É preciso ter metas claras para a redução da população prisional. E o sistema carcerário não pode violar os direitos fundamentais do preso. Na democracia em que vivemos o condenado, o preso, não tem o direito de votar. Estão na mesma situação que há poucas décadas atrás estavam os analfabetos, as mulheres, os religiosos, categorias que precisaram de longas lutas para obter o direito de cidadania.

Como qualquer um reconhece, o preso que sai da cadeia é mais perigoso do que quando entrou. Na realidade, o presídio é a escola que está a serviço do tráfico de drogas e de armas. Assim, quanto mais se prende mais se fortalece o crime no sistema carcerário.

Segundo a Pastoral carcerária do Brasil, o que o preso de todas as prisões mais pede para ler é o Código Penal, mas isso é proibido em quase todos os cárceres do país. Eles não podem conhecer a lei que mostra quais são seus direitos. O temor dos agentes penitenciários é que esse conhecimento possa desencadear rebeliões internas.

Como o próprio Conselho Nacional de Justiça reconhece, 44% dos presos no País são provisórios. Isso em grande parte por serem pobres sem condições de pagar um advogado que os defenda pessoalmente, descubra sua situação, como manda a lei.

A Lei Complementar n. 80, de 12 de janeiro de 1994, expedida pela Presidência da República, por meio de sua Casa Civil organiza a Defensoria Pública da União, extensiva aos Estados e Municípios. A Defensoria Pública diz a Lei “é uma instituição permanente, essencial à função jurisdicional do Estado, como expressão virtual do regime democrático, fundamental, da orientação jurídica, da promoção dos direitos humanos e da defesa em todos os graus, judicial e extrajudicial, dos direitos individuais e coletivos, de forma integral e gratuita, aos necessitados”. Essa Lei foi modificada em 2009 (Lei Complementar 132/2009) que alterou substancialmente a lei orgânica da Defensoria Pública da União de 1994. “Cabe aos Defensores Públicos Federais defender a primazia da dignidade da pessoa humana, a redução das desigualdades sociais e a prevalência e efetividade dos direitos humanos dos necessitados em todos os graus”.

Mas o número de defensores públicos é extremamente pequeno face ao número dos que deles necessitam.

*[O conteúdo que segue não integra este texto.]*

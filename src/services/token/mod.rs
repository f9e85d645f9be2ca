pub mod engine;

pub use engine::{
    AccountFetcher, FetchError, FnFetcher, TokenAccount, TokenClaims, TokenEngine, TokenError,
    ValidationOutcome,
};
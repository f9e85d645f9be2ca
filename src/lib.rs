//! Bearer-token authentication gate for axum.
//!
//! A request's token is looked up in a cookie (optionally signed) and then in the
//! `Authorization` header, validated by [`TokenEngine`], and resolved to an
//! application account through an [`AccountFetcher`]. The account lands in the
//! request extensions as [`Authenticated`]; failures are typed as [`AuthError`].
//!
//! ```ignore
//! let mut builder = AppState::builder();
//! builder.register(
//!     TokenizeOptions::new(RawOptions::new("secret").with_auth(true)).fetch_account(repo),
//! )?;
//! let state = builder.build()?;
//! let verifier = state.verifier().unwrap().clone();
//! let protected = middleware::auth::access::apply(protected, verifier);
//! ```

pub mod api;
pub mod app;
pub mod config;
pub mod error;
pub mod middleware;
pub mod repos;
pub mod services;
pub mod state;

pub use api::v1::extractors::{Authenticated, CurrentAccount};
pub use config::ConfigError;
pub use error::AuthError;
pub use services::auth::{
    CookieSource, HeaderSource, Policy, RawCredentialSource, RawOptions, TokenVerifier,
};
pub use services::cookie::{CookieUnsigner, SignedCookieKey};
pub use services::token::{
    AccountFetcher, FetchError, FnFetcher, TokenAccount, TokenEngine, ValidationOutcome,
};
pub use state::{AppState, AppStateBuilder, TokenizeOptions};
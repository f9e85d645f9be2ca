/*
 * Responsibility
 * - /sessions and /me request/response DTOs
 */
use serde::{Deserialize, Serialize};

#[derive(Debug, Deserialize)]
pub struct CreateSessionRequest {
    pub account_id: String,
}

impl CreateSessionRequest {
    pub fn validate(&self) -> Result<(), &'static str> {
        if self.account_id.trim().is_empty() {
            return Err("account_id is required");
        }

        Ok(())
    }
}

#[derive(Debug, Serialize)]
pub struct SessionResponse {
    pub token: String,
    pub token_type: &'static str,
}

#[derive(Debug, Serialize)]
pub struct AccountResponse {
    pub id: String,
    pub last_token_reset: i64,
}
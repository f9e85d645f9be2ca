pub mod signer;

pub use signer::{CookieUnsigner, SignedCookieKey};
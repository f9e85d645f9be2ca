pub mod extract;
pub mod policy;
pub mod verifier;

pub use extract::{RawCredentialSource, extract_token};
pub use policy::{CookieSource, HeaderSource, Policy, RawOptions};
pub use verifier::TokenVerifier;
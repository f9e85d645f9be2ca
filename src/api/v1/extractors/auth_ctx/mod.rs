mod core;
mod types;

pub use self::core::CurrentAccount;
pub use self::types::Authenticated;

A ANADEP e o Ipea lançaram, em março de 2013, uma pesquisa inédita que comprova a falta de defensores públicos em 72% das comarcas brasileiras, ou seja, a Defensoria Pública só está presente em 754, das 2.680 comarcas distribuídas em todo o país.

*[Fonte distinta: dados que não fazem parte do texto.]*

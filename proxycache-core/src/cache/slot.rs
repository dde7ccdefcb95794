//! Per-slot reader/writer admission
//!
//! A reader-preference lock assembled from two primitives: a read-count guard
//! (a mutex around the number of active readers) and an exclusive gate (a binary
//! semaphore). The first reader to arrive takes the gate on behalf of every
//! reader that follows, and the last reader to leave gives it back. A writer
//! takes the gate directly, so it excludes readers and other writers of the same
//! slot but never touches any other slot.
//!
//! The gate cannot be a plain `Mutex` because the thread that releases it (the
//! last reader out) is generally not the thread that acquired it (the first
//! reader in).

use std::cell::UnsafeCell;
use std::fmt;
use std::ops::{Deref, DerefMut};
use std::sync::{Condvar, Mutex, MutexGuard, PoisonError};

/// Lock a std mutex, ignoring poisoning. None of the critical sections in this
/// module can leave the protected data half-updated.
fn lock<T>(mutex: &Mutex<T>) -> MutexGuard<'_, T> {
    mutex.lock().unwrap_or_else(PoisonError::into_inner)
}

/// Binary semaphore that may be released from any thread.
struct Gate {
    held: Mutex<bool>,
    released: Condvar,
}

impl Gate {
    fn new() -> Self {
        Self { held: Mutex::new(false), released: Condvar::new() }
    }

    fn acquire(&self) {
        let mut held = lock(&self.held);
        while *held {
            held = self.released.wait(held).unwrap_or_else(PoisonError::into_inner);
        }
        *held = true;
    }

    fn try_acquire(&self) -> bool {
        let mut held = lock(&self.held);
        if *held {
            return false;
        }
        *held = true;
        true
    }

    fn release(&self) {
        *lock(&self.held) = false;
        self.released.notify_one();
    }
}

/// Reader-preference lock guarding one cache slot
///
/// Any number of readers may hold the slot at once. A writer waits until the
/// reader count drops back to zero, and new readers wait while a writer holds
/// the gate. Under a steady stream of overlapping readers a writer can wait
/// indefinitely; that is the accepted cost of the reader-preference protocol.
///
/// Waiting parks the calling thread. Readers only ever wait out a single short
/// write, but a writer can wait on readers for much longer, so async callers
/// take write admission on the blocking pool.
pub struct SlotLock<T> {
    readers: Mutex<usize>,
    gate: Gate,
    value: UnsafeCell<T>,
}

// SAFETY: access to `value` is only handed out through the guards below, which
// uphold the usual aliasing rules: shared references only while the gate is held
// on behalf of readers, a unique reference only while a single writer holds it.
unsafe impl<T: Send> Send for SlotLock<T> {}
unsafe impl<T: Send + Sync> Sync for SlotLock<T> {}

impl<T> SlotLock<T> {
    pub fn new(value: T) -> Self {
        Self { readers: Mutex::new(0), gate: Gate::new(), value: UnsafeCell::new(value) }
    }

    /// Acquire read admission, blocking while a writer holds the slot
    pub fn read(&self) -> SlotReadGuard<'_, T> {
        let mut readers = lock(&self.readers);
        *readers += 1;
        if *readers == 1 {
            // The read-count guard stays held while waiting, so later readers
            // queue behind the first one instead of slipping past the writer.
            self.gate.acquire();
        }
        drop(readers);
        SlotReadGuard { lock: self }
    }

    /// Acquire exclusive admission, blocking while any reader or writer holds the slot
    pub fn write(&self) -> SlotWriteGuard<'_, T> {
        self.gate.acquire();
        SlotWriteGuard { lock: self }
    }

    /// Acquire exclusive admission only if the slot is idle right now
    pub fn try_write(&self) -> Option<SlotWriteGuard<'_, T>> {
        self.gate.try_acquire().then(|| SlotWriteGuard { lock: self })
    }

    /// Number of readers currently admitted
    pub fn reader_count(&self) -> usize {
        *lock(&self.readers)
    }

    fn release_reader(&self) {
        let mut readers = lock(&self.readers);
        *readers -= 1;
        if *readers == 0 {
            self.gate.release();
        }
    }
}

impl<T: Default> Default for SlotLock<T> {
    fn default() -> Self {
        Self::new(T::default())
    }
}

impl<T> fmt::Debug for SlotLock<T> {
    fn fmt(&self, f: &mut fmt::Formatter<'_>) -> fmt::Result {
        f.debug_struct("SlotLock").field("readers", &self.reader_count()).finish_non_exhaustive()
    }
}

/// Shared admission to a slot; released when dropped
pub struct SlotReadGuard<'a, T> {
    lock: &'a SlotLock<T>,
}

impl<T> Deref for SlotReadGuard<'_, T> {
    type Target = T;

    fn deref(&self) -> &T {
        // SAFETY: the gate is held for readers, so no writer can exist.
        unsafe { &*self.lock.value.get() }
    }
}

impl<T> Drop for SlotReadGuard<'_, T> {
    fn drop(&mut self) {
        self.lock.release_reader();
    }
}

/// Exclusive admission to a slot; released when dropped
pub struct SlotWriteGuard<'a, T> {
    lock: &'a SlotLock<T>,
}

impl<T> Deref for SlotWriteGuard<'_, T> {
    type Target = T;

    fn deref(&self) -> &T {
        // SAFETY: this guard is the only holder of the gate.
        unsafe { &*self.lock.value.get() }
    }
}

impl<T> DerefMut for SlotWriteGuard<'_, T> {
    fn deref_mut(&mut self) -> &mut T {
        // SAFETY: this guard is the only holder of the gate.
        unsafe { &mut *self.lock.value.get() }
    }
}

impl<T> Drop for SlotWriteGuard<'_, T> {
    fn drop(&mut self) {
        self.lock.gate.release();
    }
}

De acordo com a pesquisa, dos 8.489 cargos de defensor público criados no Brasil, apenas 5.054 estão providos (59,5%). Além disso, Paraná e Santa Catarina, os últimos estados a criarem suas Defensorias Públicas, em 2011 e 2012, respectivamente, ainda não têm o órgão efetivamente implantado, assim como Goiás e Amapá.
Os únicos estados que não apresentam déficit de defensores públicos, considerando o número de cargos providos, são Distrito Federal e Roraima; os que possuem déficit de até 100 defensores públicos são Acre, Tocantins, Amapá, Mato Grosso do Sul, Paraíba, Rondônia e Sergipe. Os estados com maiores déficits em números absolutos são São Paulo (2.471), Minas Gerais (1.066), Bahia (1.015) e Paraná (834). O déficit total do Brasil é de 10.578 defensores públicos. Mais uma vez fica registrada a ausência dos governos na defesa dos mais pobres e necessitados.

Concluímos este pequeno escrito com as palavras do Papa Francisco em sua Mensagem para a celebração do Dia Mundial da Paz, em 1º de janeiro de 2014: “No coração de cada Homem e de cada Mulher habita o anseio de uma vida plena que contém uma aspiração irreprimível de fraternidade, impelindo à comunhão com os outros, em que não encontramos inimigos ou concorrentes, mas irmãos que devemos acolher e abraçar”.